Where in the data below does the word "missing" appear? Copy every line that has it.
[Opening Material supplied section]
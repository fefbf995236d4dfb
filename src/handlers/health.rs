use axum::extract::State;
use axum::http::StatusCode;
use axum::response::IntoResponse;
use axum::Json;
use serde_json::json;

use crate::state::AppState;

/// GET /livez — process is up.
pub async fn livez() -> impl IntoResponse {
    (StatusCode::OK, Json(json!({ "status": "ok" })))
}

/// GET /startupz — startup completed (reached once the router serves).
pub async fn startupz() -> impl IntoResponse {
    (StatusCode::OK, Json(json!({ "status": "ok" })))
}

/// GET /readyz — ready to take traffic; probes the document store.
pub async fn readyz(State(state): State<AppState>) -> impl IntoResponse {
    match state.store.ping().await {
        Ok(()) => (StatusCode::OK, Json(json!({ "status": "ok" }))),
        Err(e) => {
            tracing::error!("readiness check failed: {}", e);
            (StatusCode::SERVICE_UNAVAILABLE, Json(json!({ "status": "degraded" })))
        }
    }
}
use axum::{
    extract::{Request, State},
    http::HeaderMap,
    middleware::Next,
    response::Response,
};
use sha2::{Digest, Sha256};

use crate::error::ApiError;
use crate::state::AppState;

/// Gate for machine clients: every `/api` request must carry the configured
/// secret in `X-API-Key`.
///
/// The response never distinguishes a missing key from a wrong one; the
/// difference shows up in log output only.
pub async fn require_api_key(
    State(state): State<AppState>,
    headers: HeaderMap,
    request: Request,
    next: Next,
) -> Result<Response, ApiError> {
    match headers.get("x-api-key").and_then(|v| v.to_str().ok()) {
        None => {
            tracing::warn!("rejected request: missing API key");
            Err(rejected())
        }
        Some(supplied) if !key_matches(supplied, &state.config.security.api_key) => {
            tracing::warn!("rejected request: invalid API key");
            Err(rejected())
        }
        Some(_) => Ok(next.run(request).await),
    }
}

fn rejected() -> ApiError {
    ApiError::unauthorized("Invalid or missing API key")
}

/// Both sides are hashed before the comparison so the comparison itself
/// runs over fixed-length digests, in constant time.
fn key_matches(supplied: &str, expected: &str) -> bool {
    if expected.is_empty() {
        // No key configured: fail closed.
        return false;
    }

    let supplied = Sha256::digest(supplied.as_bytes());
    let expected = Sha256::digest(expected.as_bytes());
    constant_time_eq(&supplied, &expected)
}

fn constant_time_eq(a: &[u8], b: &[u8]) -> bool {
    if a.len() != b.len() {
        return false;
    }
    a.iter().zip(b).fold(0u8, |acc, (x, y)| acc | (x ^ y)) == 0
}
[Closing Material supplied section]
(The completed task):
/// The response never distinguishes a missing key from a wrong one; the
            tracing::warn!("rejected request: missing API key");
    ApiError::unauthorized("Invalid or missing API key")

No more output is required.